Scotiabank Momentum Visa Infinite:


4% on grocery and recurring bills (currently grocery and _gas_)
2% on gas and daily transit (currently recurring bills and drug store purchases)
1% everything else (including drug store purchases)
$120 annual fee (currently $99)
$50 additional card fee (currently $30)
interest rate on purchases risen from 19.99% to 20.99%
new trip cancellation insurance (up to $1500/person, max $10k/trip)
new mobile insurance (up to $1000 max)
everything else stays the same


----------



## agent99 (Sep 11, 2013)

m3s said:


> [FONT=&]Hmm Gold AMEX is getting 5% on groceries and 0 FTF. Not worth $120 though especially if you buy groceries at Costco




Do you have a link for that?? (RFD doesn't count  )

For those interested, I first earned about this from someone on RFD.

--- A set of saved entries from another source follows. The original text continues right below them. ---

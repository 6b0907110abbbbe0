//! Per-step orchestration of a CAM session.
//!
//! The host pipeline calls [`SessionController::run_step`] once per
//! processing step: the controller makes sure the connection is up, waits
//! for the image of interest, assembles one stack per configured channel
//! and publishes the results and the parsed metadata to the measurement
//! store. In the opposite direction, [`SessionController::dispatch_objects`]
//! turns detected objects into queued high-resolution jobs.
//!
//! The controller is the single owner of the [`CamClient`], the well quota
//! and the step counter; nothing here is shared global state. Calls are
//! serialized by the host (one step at a time), so no internal locking is
//! needed.

use log::{debug, info, warn};
use std::path::{Path, PathBuf};

use crate::client::CamClient;
use crate::config::{CommandPolicy, Settings};
use crate::dispatch::{
    build_job, image_dimensions, resolve_centers, stage_offset, transform, FieldContext,
    ObjectSet, WellKey, WellQuota,
};
use crate::error::CamResult;
use crate::filename::FilenameMetadata;
use crate::measurement::{
    file_name_key, path_name_key, MeasuredValue, MeasurementStore, M_CHAMBER_M, M_CHAMBER_U,
    M_CHAMBER_V, M_CHANNEL, M_IMAGE_HEIGHT, M_IMAGE_WIDTH, M_JOB, M_LOOP, M_OTHER, M_POS_X,
    M_POS_Y, M_SLIDE, M_TIMEPOINT, M_Z_POS,
};
use crate::protocol::CamCommand;
use crate::stack::{assemble, ImageRead, SliceImage, StackRequest};

/// One per-channel image produced by a step, with the names under which it
/// was published.
#[derive(Debug, Clone)]
pub struct AcquiredImage {
    pub output_name: String,
    pub file_name: String,
    pub path_name: PathBuf,
    pub image: SliceImage,
}

/// Everything a completed step hands back to the host.
#[derive(Debug, Clone)]
pub struct StepResult {
    /// The filename exactly as the server announced it.
    pub filename: String,
    pub metadata: FilenameMetadata,
    pub images: Vec<AcquiredImage>,
}

/// Outcome of one object-dispatch pass.
#[derive(Debug, Clone, Copy, Default, PartialEq, Eq)]
pub struct DispatchSummary {
    pub objects_seen: usize,
    pub jobs_queued: usize,
    pub suppressed: usize,
}

/// Drives the protocol client, stack assembler and job dispatcher through
/// one acquisition session.
pub struct SessionController<R: ImageRead> {
    settings: Settings,
    client: CamClient,
    reader: R,
    quota: WellQuota,
    steps_completed: u32,
}

impl<R: ImageRead> SessionController<R> {
    pub fn new(settings: Settings, reader: R) -> CamResult<Self> {
        settings.validate()?;
        let client = CamClient::from_settings(&settings.server);
        Ok(Self {
            settings,
            client,
            reader,
            quota: WellQuota::new(),
            steps_completed: 0,
        })
    }

    pub fn settings(&self) -> &Settings {
        &self.settings
    }

    pub fn client(&self) -> &CamClient {
        &self.client
    }

    pub fn steps_completed(&self) -> u32 {
        self.steps_completed
    }

    /// Whether the configured number of image sets has been processed.
    pub fn is_complete(&self) -> bool {
        self.steps_completed >= self.settings.acquisition.image_sets
    }

    /// One reconnect attempt when the connection is down; a failure
    /// propagates to the host.
    async fn ensure_connected(&mut self) -> CamResult<()> {
        if !self.client.is_connected() {
            warn!("not connected to CAM server, attempting reconnect");
            self.client.connect().await?;
        }
        Ok(())
    }

    /// Wait for the next image of interest and read it back, one image per
    /// configured channel.
    pub async fn run_step(&mut self, store: &mut dyn MeasurementStore) -> CamResult<StepResult> {
        if self.steps_completed == 0 {
            // A fresh run must not inherit the previous run's socket state
            // or duplicate tracker.
            info!("first image of analysis run, recycling connection");
            self.client.disconnect();
            self.client.connect().await?;
            self.client.reset_duplicate_tracker();
            self.quota.reset();
        } else {
            self.ensure_connected().await?;
        }

        if self.settings.server.flush_on_start {
            self.client.flush_pending().await?;
        }

        let (filename, metadata) = self
            .client
            .wait_for_image(
                self.settings.acquisition.job_of_interest,
                self.settings.server.wait_timeout,
            )
            .await?;
        debug!("waited image: {filename}");

        let last_slice = metadata.z.value();
        let mut images = Vec::with_capacity(self.settings.acquisition.channels.len());
        for channel in &self.settings.acquisition.channels {
            // The operator counts channels from 1, the filename from 0.
            let channel_md = metadata.with_channel(i32::from(channel.number) - 1);
            let request = StackRequest {
                metadata: channel_md.clone(),
                last_slice,
                mode: self.settings.acquisition.stack_mode,
            };
            info!("reading {} for output '{}'", channel_md.encode(), channel.output_name);
            let image =
                assemble(&self.reader, &self.settings.acquisition.base_path, &request).await?;

            let full_path = self.settings.acquisition.base_path.join(channel_md.encode());
            let file_name = full_path
                .file_name()
                .map(|n| n.to_string_lossy().into_owned())
                .unwrap_or_else(|| channel_md.encode());
            let path_name = full_path.parent().map(Path::to_path_buf).unwrap_or_default();

            store.set_image_value(
                &file_name_key(&channel.output_name),
                MeasuredValue::Text(file_name.clone()),
            );
            store.set_image_value(
                &path_name_key(&channel.output_name),
                MeasuredValue::Text(path_name.display().to_string()),
            );
            images.push(AcquiredImage {
                output_name: channel.output_name.clone(),
                file_name,
                path_name,
                image,
            });
        }

        if let Some(primary) = images.first() {
            publish_image_metadata(store, &metadata, primary.image.width, primary.image.height);
        }

        self.steps_completed += 1;
        Ok(StepResult {
            filename,
            metadata,
            images,
        })
    }

    /// Queue one imaging job per admitted object, then apply the start-scan
    /// and stop-waiting policies.
    pub async fn dispatch_objects(
        &mut self,
        store: &mut dyn MeasurementStore,
        objects: &ObjectSet,
    ) -> CamResult<DispatchSummary> {
        self.ensure_connected().await?;
        let dispatch = self.settings.dispatch.clone();

        // Clear the server-side queue even when no object was found, so a
        // stale queue is never imaged again.
        if dispatch.delete_list {
            self.client.send_command(&CamCommand::DeleteList).await?;
        }

        let centers = resolve_centers(store, &objects.class_name, dispatch.center_source);
        let mut summary = DispatchSummary {
            objects_seen: centers.xs.len(),
            ..DispatchSummary::default()
        };

        if centers.xs.is_empty() {
            info!("no objects in current image set");
        } else {
            let (width, height) = image_dimensions(store, objects);
            let ctx = FieldContext::from_store(store)?;
            for (&x, &y) in centers.xs.iter().zip(&centers.ys) {
                let (tx, ty) = transform(
                    x,
                    y,
                    width,
                    height,
                    dispatch.flip_x,
                    dispatch.flip_y,
                    dispatch.swap_xy,
                );
                let (dx, dy) =
                    stage_offset(tx, ty, width, height, dispatch.offset_x, dispatch.offset_y);
                let key = WellKey {
                    timepoint: ctx.timepoint,
                    well_u: ctx.well_u,
                    well_v: ctx.well_v,
                    object_class: objects.class_name.clone(),
                };
                if self.quota.admit(key, dispatch.max_objects_per_well) {
                    let job = build_job(&dispatch.cam_job, dx, dy, &ctx);
                    self.client.send_command(&CamCommand::AddJob(job)).await?;
                    summary.jobs_queued += 1;
                } else {
                    debug!("well quota reached, not queueing object at ({x}, {y})");
                    summary.suppressed += 1;
                }
            }
        }

        if dispatch.start_scan == CommandPolicy::Immediate {
            self.client.send_command(&CamCommand::StartScan).await?;
        }
        if dispatch.stop_waiting == CommandPolicy::Immediate {
            self.client.send_command(&CamCommand::StopWaiting).await?;
        }
        Ok(summary)
    }

    /// Issue deferred session-boundary commands, then close the connection.
    pub async fn finish_run(&mut self) -> CamResult<()> {
        let start_deferred = self.settings.dispatch.start_scan == CommandPolicy::Deferred;
        let stop_deferred = self.settings.dispatch.stop_waiting == CommandPolicy::Deferred;
        if start_deferred || stop_deferred {
            self.ensure_connected().await?;
            if start_deferred {
                self.client.send_command(&CamCommand::StartScan).await?;
            }
            if stop_deferred {
                self.client.send_command(&CamCommand::StopWaiting).await?;
            }
        }
        self.client.disconnect();
        info!("analysis run finished after {} step(s)", self.steps_completed);
        Ok(())
    }
}

/// Publish the integer metadata fields of one acquisition for downstream
/// consumption (export, job dispatch).
pub fn publish_image_metadata(
    store: &mut dyn MeasurementStore,
    metadata: &FilenameMetadata,
    width: u32,
    height: u32,
) {
    let values: [(&str, i64); 14] = [
        (M_IMAGE_WIDTH, i64::from(width)),
        (M_IMAGE_HEIGHT, i64::from(height)),
        (M_POS_X, i64::from(metadata.x.value())),
        (M_POS_Y, i64::from(metadata.y.value())),
        (M_SLIDE, i64::from(metadata.slide.value())),
        (M_CHAMBER_U, i64::from(metadata.chamber_u.value())),
        (M_CHAMBER_V, i64::from(metadata.chamber_v.value())),
        (M_CHAMBER_M, i64::from(metadata.chamber_m.value())),
        (M_LOOP, i64::from(metadata.loop_index.value())),
        (M_Z_POS, i64::from(metadata.z.value())),
        (M_OTHER, i64::from(metadata.other.value())),
        (M_JOB, i64::from(metadata.job.value())),
        (M_CHANNEL, i64::from(metadata.channel.value())),
        (M_TIMEPOINT, i64::from(metadata.timepoint.value())),
    ];
    for (key, value) in values {
        store.set_image_value(key, MeasuredValue::Int(value));
    }
}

This thread: https://forums.redflagdeals.com/mer...nfinite-4-gas-groceries-2-drug-store-1061129/
and this: https://forums.redflagdeals.com/upc...-amex-momentum-visa-infinite-aug-1st-2280399/

Problem with Amex, is that many places don't accept it. And those 5/3/1% rewards. Those are for travel points, are they not? Not cashback. Wouldn't be much good to us.


----------



## Video_Frank (Aug 2, 2013)

I received my official notification of the changes in the mail today. I called Scotia to let them know that I wasn't happy and was planning to cancel my card. They were willing to transfer my cash-back amount to another card within the Scotia family. However, I am going to keep looking for a non-Scotia card that offers similar rewards without the large annual fees. I'd need to get a pretty big cash-back to justify $220.00 in annual fees and cutting gas from 4% to 2%, and drug stores from 2% to 1% is a big negative.

After being on hold for a long time with a customer service rep I was told that I should renew as per normal in October. In November the cash-back reward would be paid out. Then, if I call in to cancel my card the 2019 renewal fee would be refunded. This would apply only to the primary card, not any fees associated with secondary cards. I guess I'll cancel the secondary cards in September to minimize my non-refundable fees.

In the meantime I'll have to find a new rewards card. I have the Home Trust Visa card which is no fee, no forex fee and 1% cash-back on everything which is fine but I never like relying on only one credit card. I've put over a half mil on this card in the last five and a half years including around $30,000.00 in gas. The drop in gas reward combined with the hike in fees will cost me close to $200.00 annually.


----------



## agent99 (Sep 11, 2013)

Video_Frank said:


> I received my official notification of the changes in the mail today.


Haven't received our notification yet. Our renewal is in May, so we will get our rewards before renewal date. 

Interested in what other choose to do. Haven't checked RFD thread yet, but they are usually on top of these things.


----------



## BC Eddie (Feb 2, 2014)

I use Aspire for most purchases as it gives 2% on everything. I have Home Trust and Brim for expenses will travelling and Simplii Visa for restaurants at 4%.


----------



## Video_Frank (Aug 2, 2013)

Update: After much searching I applied for a Rogers World Elite Mastercard. No annual fee for primary or supplemental cardholders. 4% cashback on foreign purchases (ie 1.5% cashback after the 2.5% forex fee). 1.75% cashback on all other purchases.

I maintained detailed records on the rewards from the Scotia card over the last six years and I never exceeded a 1.7% cashback rate after the annual fees were deducted so the Rogers card should be an improvement. With the drop from 4% to 2% on gas and the drop from 2% to 1% on drug store purchases, plus the jump to $220 for a primary and two supplemental cards, I would likely never again achieve greater than a 1.75% rate that the Rogers card has.

Once I've received the new card I will transfer over my recurring bills and cancel the supplemental cards. After the annual cashback I will cancel the card altogether.


----------



## MrBlackhill (Jun 10, 2020)

We have Scotia Momentum Infinite because we think 4% cashback on grocery is definitely worth it, considering that it's our biggest expense at maybe $8000/year spent for grocery.

Turns out that this year we've spent a hell lot of money on that card, wow... That's because some of the renovations expenses went on that card.

Never thought we had spent over $12,000 in grocery & recurring bills though.


----------



## agent99 (Sep 11, 2013)

We same Scotia VISA card. For us Cash Back is mainly from groceries and some for recurring bills. Our recent cashback was about $650 which was within a dollar or so of that for the previous year. We also have a a BMO Mastercard (seldom used) and a Home Trust Visa used mainly to avoid FX fees. Most charges go on the Scotia VISA.


----------